Once the line containing "Error::Write(e.to_string())" is found in the entries below, restate it and each following line word for word, stopping after the line containing "cannot be opened.".

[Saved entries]
----

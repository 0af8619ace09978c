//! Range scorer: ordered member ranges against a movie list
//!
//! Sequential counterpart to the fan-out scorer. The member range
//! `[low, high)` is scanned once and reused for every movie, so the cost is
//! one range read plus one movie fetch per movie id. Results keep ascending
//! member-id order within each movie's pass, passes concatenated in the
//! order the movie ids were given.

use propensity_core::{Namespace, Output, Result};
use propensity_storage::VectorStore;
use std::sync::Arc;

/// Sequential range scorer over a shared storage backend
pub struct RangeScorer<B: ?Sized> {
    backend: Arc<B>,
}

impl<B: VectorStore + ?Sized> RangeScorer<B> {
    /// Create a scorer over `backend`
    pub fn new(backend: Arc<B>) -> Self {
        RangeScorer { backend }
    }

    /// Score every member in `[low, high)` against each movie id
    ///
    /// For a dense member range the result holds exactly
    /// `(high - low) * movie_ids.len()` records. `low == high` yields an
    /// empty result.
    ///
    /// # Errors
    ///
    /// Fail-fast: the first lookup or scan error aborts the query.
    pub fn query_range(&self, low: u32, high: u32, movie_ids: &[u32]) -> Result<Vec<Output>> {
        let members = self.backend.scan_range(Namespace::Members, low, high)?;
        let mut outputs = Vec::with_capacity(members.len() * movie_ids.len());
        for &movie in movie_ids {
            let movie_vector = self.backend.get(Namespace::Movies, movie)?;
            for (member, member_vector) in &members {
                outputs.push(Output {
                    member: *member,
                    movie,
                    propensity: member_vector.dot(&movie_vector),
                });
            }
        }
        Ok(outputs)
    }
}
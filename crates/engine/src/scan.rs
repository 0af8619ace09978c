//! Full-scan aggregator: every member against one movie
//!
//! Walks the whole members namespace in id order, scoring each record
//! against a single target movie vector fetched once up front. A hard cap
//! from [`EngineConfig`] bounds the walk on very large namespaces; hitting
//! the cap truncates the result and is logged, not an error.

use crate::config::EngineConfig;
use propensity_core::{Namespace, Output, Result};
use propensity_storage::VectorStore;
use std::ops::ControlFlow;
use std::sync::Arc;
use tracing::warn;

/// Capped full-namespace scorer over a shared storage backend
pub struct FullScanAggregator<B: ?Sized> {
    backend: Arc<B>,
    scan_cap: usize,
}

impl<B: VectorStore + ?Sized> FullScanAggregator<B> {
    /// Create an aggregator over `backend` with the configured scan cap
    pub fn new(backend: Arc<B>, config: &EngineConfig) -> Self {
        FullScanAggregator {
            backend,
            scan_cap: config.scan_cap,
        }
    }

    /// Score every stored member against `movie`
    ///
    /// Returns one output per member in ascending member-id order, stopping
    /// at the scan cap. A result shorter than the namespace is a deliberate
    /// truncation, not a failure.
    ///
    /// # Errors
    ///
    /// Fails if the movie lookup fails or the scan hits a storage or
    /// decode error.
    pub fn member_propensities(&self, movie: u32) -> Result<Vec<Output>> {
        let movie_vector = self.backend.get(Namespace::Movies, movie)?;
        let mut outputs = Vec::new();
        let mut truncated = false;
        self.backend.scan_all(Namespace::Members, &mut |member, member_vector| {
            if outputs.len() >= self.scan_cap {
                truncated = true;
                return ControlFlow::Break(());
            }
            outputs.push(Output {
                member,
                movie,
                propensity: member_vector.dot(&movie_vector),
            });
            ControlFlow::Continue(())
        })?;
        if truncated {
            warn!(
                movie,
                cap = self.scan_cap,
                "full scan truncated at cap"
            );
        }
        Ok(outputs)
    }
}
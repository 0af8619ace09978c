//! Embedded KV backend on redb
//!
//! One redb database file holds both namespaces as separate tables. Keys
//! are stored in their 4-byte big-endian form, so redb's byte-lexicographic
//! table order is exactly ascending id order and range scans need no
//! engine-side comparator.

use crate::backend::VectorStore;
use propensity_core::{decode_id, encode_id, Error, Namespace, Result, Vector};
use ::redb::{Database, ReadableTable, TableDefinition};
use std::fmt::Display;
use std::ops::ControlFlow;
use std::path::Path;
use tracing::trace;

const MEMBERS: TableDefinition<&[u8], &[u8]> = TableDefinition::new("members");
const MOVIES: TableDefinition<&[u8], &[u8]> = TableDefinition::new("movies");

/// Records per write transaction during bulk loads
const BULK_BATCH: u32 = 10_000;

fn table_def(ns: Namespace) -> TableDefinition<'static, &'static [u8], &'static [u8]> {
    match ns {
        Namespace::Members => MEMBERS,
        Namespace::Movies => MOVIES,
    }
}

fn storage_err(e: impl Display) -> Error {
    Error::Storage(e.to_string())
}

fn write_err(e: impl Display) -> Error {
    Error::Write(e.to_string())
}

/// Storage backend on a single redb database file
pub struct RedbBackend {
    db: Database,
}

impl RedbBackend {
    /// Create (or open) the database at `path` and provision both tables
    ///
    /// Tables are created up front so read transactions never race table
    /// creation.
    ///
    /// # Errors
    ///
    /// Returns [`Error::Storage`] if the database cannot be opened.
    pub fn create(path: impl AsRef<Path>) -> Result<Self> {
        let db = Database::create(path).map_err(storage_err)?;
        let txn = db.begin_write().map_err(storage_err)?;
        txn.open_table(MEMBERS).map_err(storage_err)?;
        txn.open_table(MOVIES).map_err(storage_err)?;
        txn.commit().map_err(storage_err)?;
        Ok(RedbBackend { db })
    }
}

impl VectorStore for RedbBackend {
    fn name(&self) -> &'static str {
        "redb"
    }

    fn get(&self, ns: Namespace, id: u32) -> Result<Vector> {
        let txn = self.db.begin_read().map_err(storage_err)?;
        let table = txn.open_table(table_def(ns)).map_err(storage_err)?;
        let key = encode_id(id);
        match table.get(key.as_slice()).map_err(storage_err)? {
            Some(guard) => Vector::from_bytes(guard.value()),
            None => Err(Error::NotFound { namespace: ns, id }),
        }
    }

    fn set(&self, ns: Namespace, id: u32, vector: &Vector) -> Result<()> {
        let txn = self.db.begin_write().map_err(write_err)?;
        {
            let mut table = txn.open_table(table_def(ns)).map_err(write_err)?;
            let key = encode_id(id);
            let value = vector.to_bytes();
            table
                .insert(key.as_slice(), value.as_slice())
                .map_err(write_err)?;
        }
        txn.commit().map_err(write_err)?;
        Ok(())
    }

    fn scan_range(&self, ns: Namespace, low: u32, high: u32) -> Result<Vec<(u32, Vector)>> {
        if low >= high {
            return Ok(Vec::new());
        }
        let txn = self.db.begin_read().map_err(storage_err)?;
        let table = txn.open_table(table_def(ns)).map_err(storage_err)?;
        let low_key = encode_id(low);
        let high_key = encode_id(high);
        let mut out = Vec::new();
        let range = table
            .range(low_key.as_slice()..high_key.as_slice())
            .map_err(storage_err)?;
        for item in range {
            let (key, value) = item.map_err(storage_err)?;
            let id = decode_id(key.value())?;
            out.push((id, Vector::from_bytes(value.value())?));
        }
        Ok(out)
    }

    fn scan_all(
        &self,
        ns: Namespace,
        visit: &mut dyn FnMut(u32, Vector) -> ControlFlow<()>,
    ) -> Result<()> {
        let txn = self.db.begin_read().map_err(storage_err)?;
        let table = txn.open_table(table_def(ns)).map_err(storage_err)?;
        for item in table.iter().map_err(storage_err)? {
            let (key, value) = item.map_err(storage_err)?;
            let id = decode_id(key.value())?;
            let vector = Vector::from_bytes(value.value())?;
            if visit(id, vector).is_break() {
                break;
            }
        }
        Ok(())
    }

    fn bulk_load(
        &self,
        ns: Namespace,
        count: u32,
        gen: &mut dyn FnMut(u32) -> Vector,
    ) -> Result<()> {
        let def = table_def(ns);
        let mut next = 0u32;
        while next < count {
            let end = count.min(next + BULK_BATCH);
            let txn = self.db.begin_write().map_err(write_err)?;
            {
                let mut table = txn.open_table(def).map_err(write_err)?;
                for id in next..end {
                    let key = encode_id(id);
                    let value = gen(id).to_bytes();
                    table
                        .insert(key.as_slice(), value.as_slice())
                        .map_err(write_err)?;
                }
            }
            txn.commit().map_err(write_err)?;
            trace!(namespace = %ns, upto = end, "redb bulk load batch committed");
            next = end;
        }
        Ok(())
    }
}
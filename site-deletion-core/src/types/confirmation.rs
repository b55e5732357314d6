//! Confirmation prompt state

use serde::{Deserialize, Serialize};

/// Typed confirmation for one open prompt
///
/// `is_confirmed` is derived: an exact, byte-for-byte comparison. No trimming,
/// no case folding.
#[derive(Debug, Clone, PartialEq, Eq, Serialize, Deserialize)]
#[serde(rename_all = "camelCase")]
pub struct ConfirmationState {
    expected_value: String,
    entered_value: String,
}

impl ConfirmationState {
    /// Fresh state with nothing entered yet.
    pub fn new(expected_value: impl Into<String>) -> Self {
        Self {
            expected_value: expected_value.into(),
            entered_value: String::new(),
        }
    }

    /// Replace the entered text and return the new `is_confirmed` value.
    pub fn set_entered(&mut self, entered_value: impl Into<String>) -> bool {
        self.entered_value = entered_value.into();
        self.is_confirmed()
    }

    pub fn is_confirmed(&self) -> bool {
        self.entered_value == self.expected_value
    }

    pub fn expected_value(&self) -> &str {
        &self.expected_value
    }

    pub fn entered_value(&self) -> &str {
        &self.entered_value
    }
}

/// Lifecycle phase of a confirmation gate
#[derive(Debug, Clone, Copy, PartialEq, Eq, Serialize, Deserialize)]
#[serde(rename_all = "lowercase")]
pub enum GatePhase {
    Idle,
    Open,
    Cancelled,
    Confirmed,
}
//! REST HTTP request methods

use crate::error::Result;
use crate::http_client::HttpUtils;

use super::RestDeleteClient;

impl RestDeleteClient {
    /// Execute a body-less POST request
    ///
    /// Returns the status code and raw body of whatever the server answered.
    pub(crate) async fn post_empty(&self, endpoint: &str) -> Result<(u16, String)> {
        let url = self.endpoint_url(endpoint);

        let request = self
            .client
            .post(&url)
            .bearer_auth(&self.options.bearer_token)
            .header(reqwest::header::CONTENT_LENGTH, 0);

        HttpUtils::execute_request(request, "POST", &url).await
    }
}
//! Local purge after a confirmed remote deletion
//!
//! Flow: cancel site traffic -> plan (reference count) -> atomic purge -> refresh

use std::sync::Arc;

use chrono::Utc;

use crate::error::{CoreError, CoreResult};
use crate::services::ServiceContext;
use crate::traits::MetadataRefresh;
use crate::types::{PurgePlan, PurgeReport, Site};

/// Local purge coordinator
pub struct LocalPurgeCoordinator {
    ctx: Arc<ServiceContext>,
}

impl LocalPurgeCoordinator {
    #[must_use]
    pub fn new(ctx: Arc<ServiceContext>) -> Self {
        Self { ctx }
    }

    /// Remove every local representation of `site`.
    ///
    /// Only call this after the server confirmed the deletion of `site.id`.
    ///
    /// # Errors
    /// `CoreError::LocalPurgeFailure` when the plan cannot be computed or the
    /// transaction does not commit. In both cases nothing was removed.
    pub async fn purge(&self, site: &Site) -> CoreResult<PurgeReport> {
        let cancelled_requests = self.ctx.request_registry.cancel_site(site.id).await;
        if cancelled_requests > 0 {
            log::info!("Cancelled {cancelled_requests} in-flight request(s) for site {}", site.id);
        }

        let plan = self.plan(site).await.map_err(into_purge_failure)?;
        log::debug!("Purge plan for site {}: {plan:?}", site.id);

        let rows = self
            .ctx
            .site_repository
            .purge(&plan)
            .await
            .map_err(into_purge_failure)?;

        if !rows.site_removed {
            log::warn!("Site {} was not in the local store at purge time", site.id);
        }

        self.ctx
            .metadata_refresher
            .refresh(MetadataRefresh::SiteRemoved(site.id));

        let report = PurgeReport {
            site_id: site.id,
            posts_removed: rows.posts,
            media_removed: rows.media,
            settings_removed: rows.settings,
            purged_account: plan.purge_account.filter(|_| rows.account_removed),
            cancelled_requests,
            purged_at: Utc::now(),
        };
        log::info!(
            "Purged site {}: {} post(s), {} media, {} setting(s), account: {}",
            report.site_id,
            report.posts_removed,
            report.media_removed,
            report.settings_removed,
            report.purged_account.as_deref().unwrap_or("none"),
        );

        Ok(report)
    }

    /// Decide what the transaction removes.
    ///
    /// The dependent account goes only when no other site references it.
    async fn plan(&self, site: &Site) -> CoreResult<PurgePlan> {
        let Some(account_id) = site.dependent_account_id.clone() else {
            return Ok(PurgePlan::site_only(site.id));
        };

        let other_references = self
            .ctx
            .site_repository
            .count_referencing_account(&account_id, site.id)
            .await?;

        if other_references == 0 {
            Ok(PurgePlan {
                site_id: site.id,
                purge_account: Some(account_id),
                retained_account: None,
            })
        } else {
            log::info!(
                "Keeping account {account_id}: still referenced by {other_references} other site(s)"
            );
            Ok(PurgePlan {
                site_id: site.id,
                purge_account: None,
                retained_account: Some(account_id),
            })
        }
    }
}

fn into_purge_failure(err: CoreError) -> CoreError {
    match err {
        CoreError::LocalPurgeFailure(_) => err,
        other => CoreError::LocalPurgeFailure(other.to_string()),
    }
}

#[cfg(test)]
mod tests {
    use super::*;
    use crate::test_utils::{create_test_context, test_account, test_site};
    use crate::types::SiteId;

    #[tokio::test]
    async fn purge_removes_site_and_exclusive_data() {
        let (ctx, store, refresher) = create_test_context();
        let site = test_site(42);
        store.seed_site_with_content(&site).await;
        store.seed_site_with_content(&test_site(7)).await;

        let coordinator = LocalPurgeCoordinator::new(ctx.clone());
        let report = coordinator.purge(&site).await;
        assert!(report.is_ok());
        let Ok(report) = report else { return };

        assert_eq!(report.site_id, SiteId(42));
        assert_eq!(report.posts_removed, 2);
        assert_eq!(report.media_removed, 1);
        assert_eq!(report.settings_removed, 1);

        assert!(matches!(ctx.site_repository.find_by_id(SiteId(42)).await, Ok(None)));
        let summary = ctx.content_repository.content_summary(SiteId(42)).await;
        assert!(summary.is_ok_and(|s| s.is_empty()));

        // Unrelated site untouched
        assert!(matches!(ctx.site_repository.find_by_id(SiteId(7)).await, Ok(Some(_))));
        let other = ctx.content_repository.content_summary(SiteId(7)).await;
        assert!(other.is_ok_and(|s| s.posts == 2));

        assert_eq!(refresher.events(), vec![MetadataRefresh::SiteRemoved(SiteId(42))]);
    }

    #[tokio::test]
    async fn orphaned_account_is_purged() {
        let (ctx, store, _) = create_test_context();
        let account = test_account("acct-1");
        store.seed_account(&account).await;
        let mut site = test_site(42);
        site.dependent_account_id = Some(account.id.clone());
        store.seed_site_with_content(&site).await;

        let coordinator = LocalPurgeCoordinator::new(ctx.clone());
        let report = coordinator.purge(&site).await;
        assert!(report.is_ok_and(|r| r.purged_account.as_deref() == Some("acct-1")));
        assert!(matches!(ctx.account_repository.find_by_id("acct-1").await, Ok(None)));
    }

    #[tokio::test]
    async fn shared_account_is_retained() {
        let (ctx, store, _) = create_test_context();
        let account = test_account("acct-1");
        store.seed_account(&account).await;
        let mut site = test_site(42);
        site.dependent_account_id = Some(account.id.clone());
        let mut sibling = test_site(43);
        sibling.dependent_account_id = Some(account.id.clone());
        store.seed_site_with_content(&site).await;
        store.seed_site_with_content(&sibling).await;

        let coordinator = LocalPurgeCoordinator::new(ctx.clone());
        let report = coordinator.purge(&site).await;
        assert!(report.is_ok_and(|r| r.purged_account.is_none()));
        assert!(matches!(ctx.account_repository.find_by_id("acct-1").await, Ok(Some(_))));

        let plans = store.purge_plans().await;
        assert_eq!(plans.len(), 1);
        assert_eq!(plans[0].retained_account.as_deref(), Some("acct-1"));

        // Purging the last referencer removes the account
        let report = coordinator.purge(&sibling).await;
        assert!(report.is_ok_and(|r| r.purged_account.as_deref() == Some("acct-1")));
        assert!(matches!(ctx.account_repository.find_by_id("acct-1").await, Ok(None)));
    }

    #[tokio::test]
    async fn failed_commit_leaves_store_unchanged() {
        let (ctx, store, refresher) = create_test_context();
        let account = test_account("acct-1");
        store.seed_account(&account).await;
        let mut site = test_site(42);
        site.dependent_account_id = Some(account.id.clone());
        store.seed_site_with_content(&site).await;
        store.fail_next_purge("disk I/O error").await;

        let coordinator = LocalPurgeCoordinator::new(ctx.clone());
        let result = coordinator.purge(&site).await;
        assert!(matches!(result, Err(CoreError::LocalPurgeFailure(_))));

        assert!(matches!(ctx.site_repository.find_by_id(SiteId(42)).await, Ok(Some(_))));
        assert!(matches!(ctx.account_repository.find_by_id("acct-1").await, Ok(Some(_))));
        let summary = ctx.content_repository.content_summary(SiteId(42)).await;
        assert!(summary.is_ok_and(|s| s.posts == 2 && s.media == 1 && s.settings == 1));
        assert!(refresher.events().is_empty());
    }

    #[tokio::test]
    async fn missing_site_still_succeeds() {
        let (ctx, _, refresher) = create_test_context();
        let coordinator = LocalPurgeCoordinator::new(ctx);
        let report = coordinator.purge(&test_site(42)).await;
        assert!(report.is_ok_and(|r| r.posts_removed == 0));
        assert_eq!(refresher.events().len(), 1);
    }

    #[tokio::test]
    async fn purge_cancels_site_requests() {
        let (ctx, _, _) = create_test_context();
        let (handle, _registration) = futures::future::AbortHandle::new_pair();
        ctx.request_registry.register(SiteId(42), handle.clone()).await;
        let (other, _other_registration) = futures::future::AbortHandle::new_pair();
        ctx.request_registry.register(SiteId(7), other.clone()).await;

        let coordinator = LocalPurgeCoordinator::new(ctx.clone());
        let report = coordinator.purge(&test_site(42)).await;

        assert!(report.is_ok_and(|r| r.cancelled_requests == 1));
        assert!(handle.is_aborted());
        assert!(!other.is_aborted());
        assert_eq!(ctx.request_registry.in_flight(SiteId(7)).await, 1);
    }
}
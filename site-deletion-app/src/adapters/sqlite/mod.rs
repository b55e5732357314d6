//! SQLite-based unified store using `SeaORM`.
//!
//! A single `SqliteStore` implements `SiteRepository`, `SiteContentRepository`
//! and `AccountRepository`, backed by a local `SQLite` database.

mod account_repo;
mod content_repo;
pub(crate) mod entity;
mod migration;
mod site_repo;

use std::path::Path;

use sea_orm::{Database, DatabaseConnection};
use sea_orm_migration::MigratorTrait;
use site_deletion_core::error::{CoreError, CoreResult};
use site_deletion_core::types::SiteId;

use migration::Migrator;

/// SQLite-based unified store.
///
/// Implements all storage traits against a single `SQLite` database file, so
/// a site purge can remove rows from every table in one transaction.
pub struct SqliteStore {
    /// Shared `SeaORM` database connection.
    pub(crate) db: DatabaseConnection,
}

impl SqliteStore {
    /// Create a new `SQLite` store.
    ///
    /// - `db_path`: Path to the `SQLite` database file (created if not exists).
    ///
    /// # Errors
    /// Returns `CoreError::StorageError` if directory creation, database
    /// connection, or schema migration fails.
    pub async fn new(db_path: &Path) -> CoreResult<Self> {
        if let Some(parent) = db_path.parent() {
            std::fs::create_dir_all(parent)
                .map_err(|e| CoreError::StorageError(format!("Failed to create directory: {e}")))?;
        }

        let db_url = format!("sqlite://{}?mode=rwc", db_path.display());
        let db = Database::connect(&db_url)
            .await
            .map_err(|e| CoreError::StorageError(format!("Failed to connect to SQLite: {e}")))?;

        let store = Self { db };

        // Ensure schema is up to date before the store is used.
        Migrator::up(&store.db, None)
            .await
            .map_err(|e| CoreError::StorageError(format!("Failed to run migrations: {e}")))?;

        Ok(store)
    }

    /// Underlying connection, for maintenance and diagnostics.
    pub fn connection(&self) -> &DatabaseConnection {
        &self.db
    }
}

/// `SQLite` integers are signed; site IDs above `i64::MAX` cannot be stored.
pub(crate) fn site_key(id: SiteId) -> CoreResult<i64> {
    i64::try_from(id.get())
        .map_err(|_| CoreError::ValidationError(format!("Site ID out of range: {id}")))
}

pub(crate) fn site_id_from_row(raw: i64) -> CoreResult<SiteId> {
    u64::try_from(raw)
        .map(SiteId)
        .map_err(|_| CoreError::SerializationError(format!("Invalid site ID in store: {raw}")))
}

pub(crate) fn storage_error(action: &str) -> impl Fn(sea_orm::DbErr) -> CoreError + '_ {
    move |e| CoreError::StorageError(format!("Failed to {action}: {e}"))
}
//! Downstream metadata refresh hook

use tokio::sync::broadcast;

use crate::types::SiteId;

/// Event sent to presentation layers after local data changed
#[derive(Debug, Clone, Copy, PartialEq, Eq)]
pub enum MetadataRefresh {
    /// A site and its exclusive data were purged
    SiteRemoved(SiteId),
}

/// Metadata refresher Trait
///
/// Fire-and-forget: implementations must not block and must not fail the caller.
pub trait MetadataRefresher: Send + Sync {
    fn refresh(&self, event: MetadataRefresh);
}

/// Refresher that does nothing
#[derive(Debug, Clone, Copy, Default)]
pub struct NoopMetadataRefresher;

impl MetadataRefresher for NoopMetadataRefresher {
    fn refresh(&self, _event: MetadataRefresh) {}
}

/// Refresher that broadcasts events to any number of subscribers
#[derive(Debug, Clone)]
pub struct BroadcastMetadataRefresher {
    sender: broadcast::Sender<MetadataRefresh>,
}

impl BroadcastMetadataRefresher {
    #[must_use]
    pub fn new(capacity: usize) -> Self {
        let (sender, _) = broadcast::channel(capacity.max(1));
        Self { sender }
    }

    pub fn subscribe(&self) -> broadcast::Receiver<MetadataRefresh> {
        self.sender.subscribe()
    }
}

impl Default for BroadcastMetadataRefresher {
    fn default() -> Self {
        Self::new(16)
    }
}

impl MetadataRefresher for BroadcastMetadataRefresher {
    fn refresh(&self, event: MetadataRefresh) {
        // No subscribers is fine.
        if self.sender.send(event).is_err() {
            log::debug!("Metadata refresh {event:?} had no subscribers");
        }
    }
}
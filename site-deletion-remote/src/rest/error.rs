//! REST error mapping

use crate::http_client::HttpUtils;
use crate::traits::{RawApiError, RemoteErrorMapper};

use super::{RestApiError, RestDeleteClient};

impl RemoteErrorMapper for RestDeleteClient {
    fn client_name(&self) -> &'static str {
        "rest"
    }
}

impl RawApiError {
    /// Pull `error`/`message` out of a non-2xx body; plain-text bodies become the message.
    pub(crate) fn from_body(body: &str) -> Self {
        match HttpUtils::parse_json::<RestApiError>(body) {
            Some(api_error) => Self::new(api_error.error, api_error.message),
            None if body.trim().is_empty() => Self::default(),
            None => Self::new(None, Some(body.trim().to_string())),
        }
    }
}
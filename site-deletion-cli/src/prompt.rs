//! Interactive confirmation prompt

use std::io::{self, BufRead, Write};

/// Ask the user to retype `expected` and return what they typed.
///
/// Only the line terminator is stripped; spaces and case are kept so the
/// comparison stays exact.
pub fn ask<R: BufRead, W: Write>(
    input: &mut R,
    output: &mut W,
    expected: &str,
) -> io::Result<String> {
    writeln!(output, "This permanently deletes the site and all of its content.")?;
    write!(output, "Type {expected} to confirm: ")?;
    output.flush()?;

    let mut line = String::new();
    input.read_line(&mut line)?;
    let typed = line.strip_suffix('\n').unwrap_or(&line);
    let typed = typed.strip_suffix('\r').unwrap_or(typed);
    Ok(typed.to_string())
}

----

_Task answer_
    Error::Write(e.to_string())
}

/// Storage backend on a single redb database file
pub struct RedbBackend {
    db: Database,
}

impl RedbBackend {
    /// Create (or open) the database at `path` and provision both tables
    ///
    /// Tables are created up front so read transactions never race table
    /// creation.
    ///
    /// # Errors
    ///
    /// Returns [`Error::Storage`] if the database cannot be opened.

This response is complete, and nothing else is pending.